**WHAT YOU HAVE TO DO:** Transcribe, verbatim, every line from the start of the entries through the line that contains "use tonic::transport::Channel;"; include both boundary lines and omit all others.

**MATERIAL SUPPLIED:**

//! End-to-end tests for the control-plane service.
//!
//! A real tonic client talks to the server over TCP on an ephemeral port:
//! - single-user mutations
//! - full user list sync
//! - traffic stats streaming and liveness tracking
//! - unknown methods
#![allow(clippy::tests_outside_test_module)]

use std::net::SocketAddr;
use std::time::Duration;

use relaynode_auth::{
    AuthBackend, StaleCredentialPolicy, TrafficLedger, UserRegistry, encode_credentials,
};
use relaynode_config::ServerConfig;
use relaynode_rpc::proto::server_client::ServerClient;
use relaynode_rpc::proto::{Empty, Interval, User, UserList};
use relaynode_rpc::{CancellationToken, NodeState, StatsPolicy, serve_with_listener};
use tokio::net::TcpListener;
use tokio::task::JoinHandle;
use tonic::codec::ProstCodec;
use tonic::codegen::http::uri::PathAndQuery;
use tonic::transport::Channel;

// ============================================================================
// Test Harness
// ============================================================================

struct TestNode {
    addr: SocketAddr,
    state: NodeState,
    shutdown: CancellationToken,
    handle: JoinHandle<Result<(), relaynode_rpc::RpcError>>,
}

impl TestNode {
    async fn start(state: NodeState) -> Self {
        let listener = TcpListener::bind("127.0.0.1:0").await.unwrap();
        let addr = listener.local_addr().unwrap();
        let shutdown = CancellationToken::new();
        let config = ServerConfig {
            shutdown_grace_secs: 2,
            ..Default::default()
        };

        let handle = tokio::spawn({
            let state = state.clone();
            let shutdown = shutdown.clone();
            async move { serve_with_listener(listener, &config, state, shutdown).await }
        });

        Self {
            addr,
            state,
            shutdown,
            handle,
        }
    }

    async fn client(&self) -> ServerClient<Channel> {
        for _ in 0..50 {
            if let Ok(client) = ServerClient::connect(format!("http://{}", self.addr)).await {
                return client;
            }
            tokio::time::sleep(Duration::from_millis(20)).await;
        }
        panic!("server at {} never became reachable", self.addr);
    }

    async fn stop(self) {
        self.shutdown.cancel();
        tokio::time::timeout(Duration::from_secs(5), self.handle)
            .await
            .expect("server did not stop")
            .unwrap()
            .unwrap();
    }
}

fn default_state() -> NodeState {
    NodeState::new(UserRegistry::new(TrafficLedger::new()))
}

fn user(username: &str, password: &str) -> User {
    User {
        username: username.into(),
        password: password.into(),
        ..Default::default()
    }
}

async fn wait_until(mut cond: impl FnMut() -> bool) -> bool {
    for _ in 0..100 {
        if cond() {
            return true;
        }
        tokio::time::sleep(Duration::from_millis(20)).await;
    }
    cond()
}

// ============================================================================
// Tests
// ============================================================================

#[tokio::test]
async fn user_mutations_reach_registry() {
    let node = TestNode::start(default_state()).await;
    let mut client = node.client().await;
    let registry = node.state.registry().clone();

    let mut alice = user("alice", "p1");
    alice.policy.insert("speed".into(), "100m".into());
    alice.traffic = 12345;
    client.add_user(alice).await.unwrap();

    let record = registry.lookup(&encode_credentials("alice", "p1")).unwrap();
    assert_eq!(record.policy.get("speed").map(String::as_str), Some("100m"));
    // Traffic fields of a mutation are ignored.
    assert_eq!(registry.ledger().get("alice").unwrap().traffic, 0);

    // Password change through UpdateUser leaves the old credential in place.
    client.update_user(user("alice", "p2")).await.unwrap();
    assert_eq!(registry.len(), 2);

    client.delete_user(user("alice", "p1")).await.unwrap();
    client.delete_user(user("nobody", "x")).await.unwrap();
    assert!(!registry.contains(&encode_credentials("alice", "p1")));
    assert!(registry.contains(&encode_credentials("alice", "p2")));

    node.stop().await;
}

#[tokio::test]
async fn sync_replaces_user_set() {
    let node = TestNode::start(default_state()).await;
    let mut client = node.client().await;
    let registry = node.state.registry().clone();

    client.add_user(user("alice", "p1")).await.unwrap();
    client.add_user(user("bob", "p1")).await.unwrap();

    client
        .sync_user(UserList {
            user_list: vec![user("alice", "p1"), user("carol", "p1")],
        })
        .await
        .unwrap();

    assert_eq!(registry.len(), 2);
    assert!(registry.contains(&encode_credentials("alice", "p1")));
    assert!(registry.contains(&encode_credentials("carol", "p1")));
    assert!(!registry.contains(&encode_credentials("bob", "p1")));
    // bob's accounting survives removal
    assert!(registry.ledger().contains("bob"));

    client.sync_user(UserList::default()).await.unwrap();
    assert!(registry.is_empty());
    assert_eq!(registry.ledger().len(), 3);

    node.stop().await;
}

#[tokio::test]
async fn sync_with_evict_policy_drops_old_password() {
    let state = default_state().with_stale_credentials(StaleCredentialPolicy::Evict);
    let node = TestNode::start(state).await;
    let mut client = node.client().await;
    let registry = node.state.registry().clone();

    client
        .sync_user(UserList {
            user_list: vec![user("alice", "old")],
        })
        .await
        .unwrap();
    client
        .sync_user(UserList {
            user_list: vec![user("alice", "new")],
        })
        .await
        .unwrap();

    assert_eq!(registry.len(), 1);
    assert!(registry.contains(&encode_credentials("alice", "new")));

    node.stop().await;
}

#[tokio::test]
async fn unknown_method_is_unimplemented() {
    let node = TestNode::start(default_state()).await;
    drop(node.client().await);

    let channel = Channel::from_shared(format!("http://{}", node.addr))
        .unwrap()
        .connect()
        .await
        .unwrap();
    let mut grpc = tonic::client::Grpc::new(channel);
    grpc.ready().await.unwrap();

    let status = grpc
        .unary(
            tonic::Request::new(Empty {}),
            PathAndQuery::from_static("/server.Server/Bogus"),
            ProstCodec::<Empty, Empty>::default(),
        )
        .await
        .unwrap_err();
    assert_eq!(status.code(), tonic::Code::Unimplemented);

    // The node keeps serving known methods afterwards.
    let mut client = node.client().await;
    client.add_user(user("alice", "p1")).await.unwrap();
    assert_eq!(node.state.registry().len(), 1);

    node.stop().await;
}

#[tokio::test]
async fn traffic_stats_streams_snapshots() {
    let state = default_state().with_stats_policy(StatsPolicy {
        min_interval: Duration::from_millis(20),
        channel_capacity: 2,
    });
    let node = TestNode::start(state).await;
    let mut client = node.client().await;

    client.add_user(user("dave", "p1")).await.unwrap();
    node.state
        .record_traffic("dave", 500, "1.2.3.4")
        .await
        .unwrap();

    let mut stream = client
        .traffic_stats(Interval { interval: 20 })
        .await
        .unwrap()
        .into_inner();

    let first = stream.message().await.unwrap().unwrap();
    assert_eq!(first.user_list.len(), 1);
    let row = &first.user_list[0];
    assert_eq!(row.username, "dave");
    assert_eq!(row.traffic, 500);
    assert_eq!(row.ip, "1.2.3.4");
    assert!(row.password.is_empty());
    assert!(row.created_at <= row.updated_at);
    assert!(node.state.liveness().is_attached());

    node.state
        .record_traffic("dave", 250, "1.2.3.4")
        .await
        .unwrap();
    let mut latest = 0;
    for _ in 0..20 {
        let list = stream.message().await.unwrap().unwrap();
        latest = list.user_list[0].traffic;
        if latest == 750 {
            break;
        }
    }
    assert_eq!(latest, 750);

    drop(stream);
    let liveness = node.state.liveness().clone();
    assert!(
        wait_until(|| !liveness.is_attached()).await,
        "liveness flag still set after client went away"
    );

    node.stop().await;
}

#[tokio::test]
async fn shutdown_ends_open_stream() {
    let node = TestNode::start(default_state()).await;
    let mut client = node.client().await;

    let mut stream = client
        .traffic_stats(Interval { interval: 0 })
        .await
        .unwrap()
        .into_inner();
    assert!(stream.message().await.unwrap().is_some());

    let liveness = node.state.liveness().clone();
    node.stop().await;
    assert!(!liveness.is_attached());

    // Remaining buffered snapshots drain, then the stream ends or errors.
    let ended = tokio::time::timeout(Duration::from_secs(2), async {
        loop {
            match stream.message().await {
                Ok(Some(_)) => continue,
                Ok(None) | Err(_) => break,
            }
        }
    })
    .await;
    assert!(ended.is_ok());
}
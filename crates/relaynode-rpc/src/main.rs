//! relaynode gRPC service standalone binary.

use clap::Parser;
use relaynode_rpc::{RpcArgs, cli};

#[tokio::main]
async fn main() -> Result<(), Box<dyn std::error::Error>> {
    let args = RpcArgs::parse();
    cli::run(args).await
}
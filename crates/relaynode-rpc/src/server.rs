//! gRPC server bootstrap.

use std::net::SocketAddr;
use std::time::Duration;

use relaynode_config::{Config, ServerConfig};
use tokio::net::TcpListener;
use tokio_util::sync::CancellationToken;
use tonic::transport::Server;
use tonic::transport::server::TcpIncoming;
use tracing::{info, warn};

use crate::error::RpcError;
use crate::proto::server_server::ServerServer;
use crate::service::NodeService;
use crate::state::NodeState;

/// Bind `config.server.listen` and serve until `shutdown` is cancelled.
///
/// After cancellation, waits up to `shutdown_grace_secs` for in-flight calls.
/// Calls still running after that keep their connection tasks; this function
/// returns without waiting for them.
pub async fn run_with_shutdown(
    config: Config,
    state: NodeState,
    shutdown: CancellationToken,
) -> Result<(), RpcError> {
    let listen: SocketAddr = config
        .server
        .listen
        .trim()
        .parse()
        .map_err(|_| RpcError::Config("invalid listen address".into()))?;

    let listener = TcpListener::bind(listen).await?;
    serve_with_listener(listener, &config.server, state, shutdown).await
}

/// Serve on an already-bound listener.
pub async fn serve_with_listener(
    listener: TcpListener,
    config: &ServerConfig,
    state: NodeState,
    shutdown: CancellationToken,
) -> Result<(), RpcError> {
    let local_addr = listener.local_addr()?;
    let incoming = TcpIncoming::from_listener(listener, true, secs(config.tcp_keepalive_secs))
        .map_err(|e| RpcError::Io(std::io::Error::other(e)))?;

    let service = NodeService::new(state.with_shutdown(shutdown.clone()));
    let router = Server::builder()
        .http2_keepalive_interval(secs(config.keepalive_interval_secs))
        .http2_keepalive_timeout(secs(config.keepalive_timeout_secs))
        .add_service(ServerServer::new(service));

    info!(
        address = %local_addr,
        keepalive_interval_secs = config.keepalive_interval_secs,
        keepalive_timeout_secs = config.keepalive_timeout_secs,
        "listening"
    );

    let signal = shutdown.clone();
    let serve = router.serve_with_incoming_shutdown(incoming, async move {
        signal.cancelled().await;
        info!("shutdown signal received, stopping gRPC server");
    });

    let grace = Duration::from_secs(config.shutdown_grace_secs);
    let grace_elapsed = async {
        shutdown.cancelled().await;
        tokio::time::sleep(grace).await;
    };

    tokio::select! {
        result = serve => result?,
        _ = grace_elapsed => {
            warn!(
                grace_secs = grace.as_secs(),
                "shutdown grace period elapsed, returning with calls still in flight"
            );
        }
    }

    info!("server stopped");
    Ok(())
}

/// `Some(n seconds)`, or `None` for 0.
fn secs(n: u64) -> Option<Duration> {
    (n > 0).then(|| Duration::from_secs(n))
}
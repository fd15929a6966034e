//! Core constants shared across relaynode crates.
//!
//! This crate provides:
//! - Default configuration values
//! - Error type constants for metrics/logging
//! - Project version

pub mod defaults;
pub mod errors;

// Re-export commonly used items at crate root
pub use defaults::*;
pub use errors::*;

/// Project version (from Cargo.toml).
pub const VERSION: &str = env!("CARGO_PKG_VERSION");
//! Concurrent user registry.

use std::collections::HashMap;
use std::sync::Arc;

use arc_swap::ArcSwap;
use async_trait::async_trait;
use parking_lot::Mutex;
use tracing::{debug, warn};

use crate::credential::Credential;
use crate::error::AuthError;
use crate::ledger::TrafficLedger;
use crate::result::AuthResult;
use crate::traits::AuthBackend;
use crate::user::UserRecord;

type UserMap = HashMap<Credential, Arc<UserRecord>>;

/// Credential-keyed set of permitted users.
///
/// Reads go through an `ArcSwap` snapshot and never block. Writers are
/// serialized, copy the current map, apply their changes and publish the
/// result in one store, so a batch of mutations becomes visible at once.
/// Cloning is cheap and clones share state.
///
/// Every write copies the whole map, so a single add, update or delete
/// costs O(registered users) allocations. Writers are expected to be
/// occasional controller calls; use [`UserRegistry::sync`] to apply many
/// changes in one copy.
#[derive(Clone)]
pub struct UserRegistry {
    inner: Arc<Inner>,
}

struct Inner {
    users: ArcSwap<UserMap>,
    writer: Mutex<()>,
    ledger: TrafficLedger,
}

impl UserRegistry {
    /// Create an empty registry that creates traffic records in `ledger`.
    pub fn new(ledger: TrafficLedger) -> Self {
        Self {
            inner: Arc::new(Inner {
                users: ArcSwap::from_pointee(UserMap::new()),
                writer: Mutex::new(()),
                ledger,
            }),
        }
    }

    /// The ledger this registry feeds.
    #[inline]
    pub fn ledger(&self) -> &TrafficLedger {
        &self.inner.ledger
    }

    /// Insert or overwrite `user`, creating its traffic record if missing.
    pub fn add(&self, user: UserRecord) {
        self.batch(|b| b.add(user));
    }

    /// Insert or overwrite `user` without touching the ledger.
    ///
    /// A changed password yields a new credential; the entry under the old
    /// credential stays until it is deleted or reconciled away.
    pub fn update(&self, user: UserRecord) {
        self.batch(|b| b.update(user));
    }

    /// Remove the entry at `user`'s credential. Returns whether one existed.
    pub fn delete(&self, user: &UserRecord) -> bool {
        self.batch(|b| b.delete(&user.credential()))
    }

    /// Look a user up by the encoded credential the data plane presents.
    #[inline]
    pub fn lookup(&self, credential: &str) -> Option<Arc<UserRecord>> {
        self.inner.users.load().get(credential).cloned()
    }

    /// Check whether `credential` is registered.
    #[inline]
    pub fn contains(&self, credential: &str) -> bool {
        self.inner.users.load().contains_key(credential)
    }

    /// Number of registered credentials.
    #[inline]
    pub fn len(&self) -> usize {
        self.inner.users.load().len()
    }

    /// Check if no users are registered.
    #[inline]
    pub fn is_empty(&self) -> bool {
        self.inner.users.load().is_empty()
    }

    /// All registered users, in no particular order.
    pub fn users(&self) -> Vec<Arc<UserRecord>> {
        self.inner.users.load().values().cloned().collect()
    }

    /// Apply several mutations and publish them together.
    pub(crate) fn batch<R>(&self, f: impl FnOnce(&mut Batch<'_>) -> R) -> R {
        let _writer = self.inner.writer.lock();
        let mut batch = Batch {
            users: UserMap::clone(&self.inner.users.load()),
            ledger: &self.inner.ledger,
            dirty: false,
        };
        let result = f(&mut batch);
        if batch.dirty {
            self.inner.users.store(Arc::new(batch.users));
        }
        result
    }
}

// Cannot derive Debug through ArcSwap without printing every user
impl std::fmt::Debug for UserRegistry {
    fn fmt(&self, f: &mut std::fmt::Formatter<'_>) -> std::fmt::Result {
        f.debug_struct("UserRegistry")
            .field("users", &self.len())
            .field("ledger", &self.inner.ledger.len())
            .finish()
    }
}

/// Private working copy of the user map, held under the writer lock.
pub(crate) struct Batch<'a> {
    users: UserMap,
    ledger: &'a TrafficLedger,
    dirty: bool,
}

impl Batch<'_> {
    pub(crate) fn add(&mut self, user: UserRecord) {
        if self.ledger.ensure_record(&user.username) {
            debug!(username = %user.username, "traffic record created");
        }
        self.update(user);
    }

    pub(crate) fn update(&mut self, user: UserRecord) {
        debug!(username = %user.username, "user stored");
        self.users.insert(user.credential(), Arc::new(user));
        self.dirty = true;
    }

    pub(crate) fn delete(&mut self, credential: &Credential) -> bool {
        match self.users.remove(credential) {
            Some(user) => {
                debug!(username = %user.username, "user removed");
                self.dirty = true;
                true
            }
            None => false,
        }
    }

    pub(crate) fn contains(&self, credential: &Credential) -> bool {
        self.users.contains_key(credential)
    }

    /// Keep only entries for which `keep` returns true; returns the number removed.
    pub(crate) fn retain(&mut self, mut keep: impl FnMut(&Credential, &UserRecord) -> bool) -> usize {
        let before = self.users.len();
        self.users.retain(|credential, user| {
            let kept = keep(credential, user);
            if !kept {
                debug!(username = %user.username, "user removed");
            }
            kept
        });
        let removed = before - self.users.len();
        if removed > 0 {
            self.dirty = true;
        }
        removed
    }
}

#[async_trait]
impl AuthBackend for UserRegistry {
    async fn verify(&self, credential: &str) -> Result<AuthResult, AuthError> {
        self.lookup(credential)
            .map(AuthResult::new)
            .ok_or(AuthError::Invalid)
    }

    async fn record_traffic(&self, username: &str, bytes: u64, peer: &str) -> Result<(), AuthError> {
        if self.inner.ledger.record_usage(username, bytes, peer) {
            Ok(())
        } else {
            warn!(username, bytes, "usage reported for user without traffic record");
            Err(AuthError::NotFound(username.to_owned()))
        }
    }
}
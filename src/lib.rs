//! # relaynode
//!
//! Control-plane agent for proxy and relay nodes.
//!
//! ## Crates
//!
//! - [`relaynode_core`] - Shared defaults and error labels
//! - [`relaynode_auth`] - User registry, traffic ledger and reconciliation
//! - [`relaynode_config`] - Configuration loading and validation
//! - [`relaynode_metrics`] - Prometheus-compatible metrics
//! - [`relaynode_rpc`] - gRPC control-plane service

pub use relaynode_auth as auth;
pub use relaynode_config as config;
pub use relaynode_core as core;
pub use relaynode_metrics as metrics;
pub use relaynode_rpc as rpc;

/// Prelude module for convenient imports.
pub mod prelude {
    pub use relaynode_auth::{
        AuthBackend, StaleCredentialPolicy, TrafficLedger, UserRecord, UserRegistry,
        encode_credentials,
    };
    pub use relaynode_config::{Config, load_config, validate_config};
    pub use relaynode_rpc::{CancellationToken, NodeState, RpcError, run_with_shutdown};
}
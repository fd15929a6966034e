//! Configuration file loading and error types.

use std::{fs, io, path::Path};

use relaynode_core::defaults::DEFAULT_CONFIG_PATH;
use tracing::debug;

use crate::Config;

#[derive(Debug, thiserror::Error)]
pub enum ConfigError {
    #[error("io: {0}")]
    Io(#[from] std::io::Error),
    #[error("json: {0}")]
    Json(#[from] serde_json::Error),
    #[error("yaml: {0}")]
    Yaml(#[from] serde_yaml::Error),
    #[error("toml: {0}")]
    Toml(#[from] toml::de::Error),
    #[error("unsupported config format")]
    UnsupportedFormat,
    #[error("validation: {0}")]
    Validation(String),
}

pub fn load_config(path: impl AsRef<Path>) -> Result<Config, ConfigError> {
    let path = path.as_ref();
    let data = fs::read_to_string(path)?;
    match path.extension().and_then(|s| s.to_str()).unwrap_or("") {
        "json" | "jsonc" => {
            let stripped = json_comments::StripComments::new(data.as_bytes());
            Ok(serde_json::from_reader(stripped)?)
        }
        "yaml" | "yml" => Ok(serde_yaml::from_str(&data)?),
        "toml" => Ok(toml::from_str(&data)?),
        _ => Err(ConfigError::UnsupportedFormat),
    }
}

/// Load `path`, or the default path when none was given.
///
/// Only the default path may be absent; it then yields built-in defaults.
pub fn load_config_or_default(path: Option<&Path>) -> Result<Config, ConfigError> {
    match path {
        Some(path) => load_config(path),
        None => match load_config(DEFAULT_CONFIG_PATH) {
            Err(ConfigError::Io(e)) if e.kind() == io::ErrorKind::NotFound => {
                debug!(path = DEFAULT_CONFIG_PATH, "no config file, using defaults");
                Ok(Config::default())
            }
            other => other,
        },
    }
}
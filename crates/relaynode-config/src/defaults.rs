//! Default value functions for serde deserialization.
//!
//! These functions forward to constants defined in `relaynode_core::defaults`.

use relaynode_core::defaults;

/// Generate default value functions that forward to relaynode_core::defaults constants.
macro_rules! default_fns {
    // For Copy types (integers, bool, etc.)
    ($($fn_name:ident => $const_name:ident : $ty:ty),* $(,)?) => {
        $(
            pub(crate) fn $fn_name() -> $ty {
                defaults::$const_name
            }
        )*
    };
}

/// Generate default value functions that return String from &str constants.
macro_rules! default_string_fns {
    ($($fn_name:ident => $const_name:ident),* $(,)?) => {
        $(
            pub(crate) fn $fn_name() -> String {
                defaults::$const_name.to_string()
            }
        )*
    };
}

default_fns! {
    default_keepalive_interval_secs => DEFAULT_KEEPALIVE_INTERVAL_SECS: u64,
    default_keepalive_timeout_secs  => DEFAULT_KEEPALIVE_TIMEOUT_SECS: u64,
    default_tcp_keepalive_secs      => DEFAULT_TCP_KEEPALIVE_SECS: u64,
    default_shutdown_grace_secs     => DEFAULT_SHUTDOWN_GRACE_SECS: u64,
    default_min_stats_interval_ms   => DEFAULT_MIN_STATS_INTERVAL_MS: u64,
    default_stats_channel_capacity  => DEFAULT_STATS_CHANNEL_CAPACITY: usize,
}

default_string_fns! {
    default_listen            => DEFAULT_LISTEN,
    default_stale_credentials => DEFAULT_STALE_CREDENTIALS,
}
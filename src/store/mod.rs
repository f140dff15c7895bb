//! In-memory user storage.
//!
//! # Data Flow
//! ```text
//! handler (http/handlers.rs)
//!     → UserStore (memory.rs)
//!         lock → read/mutate map + id counter → unlock
//!     → User / StoreError (types.rs)
//! ```
//!
//! # Design Decisions
//! - One exclusive lock guards both the map and the id counter
//! - Reads take the same lock as writes
//! - Ids are never reused, even after delete
//! - Nothing is persisted; the store lives as long as the process

pub mod memory;
pub mod types;

pub use memory::UserStore;
pub use types::{StoreError, User, UserId};
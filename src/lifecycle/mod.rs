//! Lifecycle management subsystem.
//!
//! # Data Flow
//! ```text
//! Startup (startup.rs):
//!     Config → Bind listener → Build store + router → Serve
//!
//! Shutdown (shutdown.rs):
//!     Signal received → Stop accepting → Drain in-flight requests → Exit
//!
//! Signals (signals.rs):
//!     SIGTERM/SIGINT → Trigger graceful shutdown
//! ```
//!
//! # Design Decisions
//! - Fail fast: a bind failure is fatal to the process
//! - Listener binds last, once everything else is built

pub mod shutdown;
pub mod signals;
pub mod startup;

pub use shutdown::Shutdown;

**EXPECTED OUTPUT:**
//! End-to-end tests for the control-plane service.
//!
//! A real tonic client talks to the server over TCP on an ephemeral port:
//! - single-user mutations
//! - full user list sync
//! - traffic stats streaming and liveness tracking
//! - unknown methods
#![allow(clippy::tests_outside_test_module)]

use std::net::SocketAddr;
use std::time::Duration;

use relaynode_auth::{
    AuthBackend, StaleCredentialPolicy, TrafficLedger, UserRegistry, encode_credentials,
};
use relaynode_config::ServerConfig;
use relaynode_rpc::proto::server_client::ServerClient;
use relaynode_rpc::proto::{Empty, Interval, User, UserList};
use relaynode_rpc::{CancellationToken, NodeState, StatsPolicy, serve_with_listener};
use tokio::net::TcpListener;
use tokio::task::JoinHandle;
use tonic::codec::ProstCodec;
use tonic::codegen::http::uri::PathAndQuery;
use tonic::transport::Channel;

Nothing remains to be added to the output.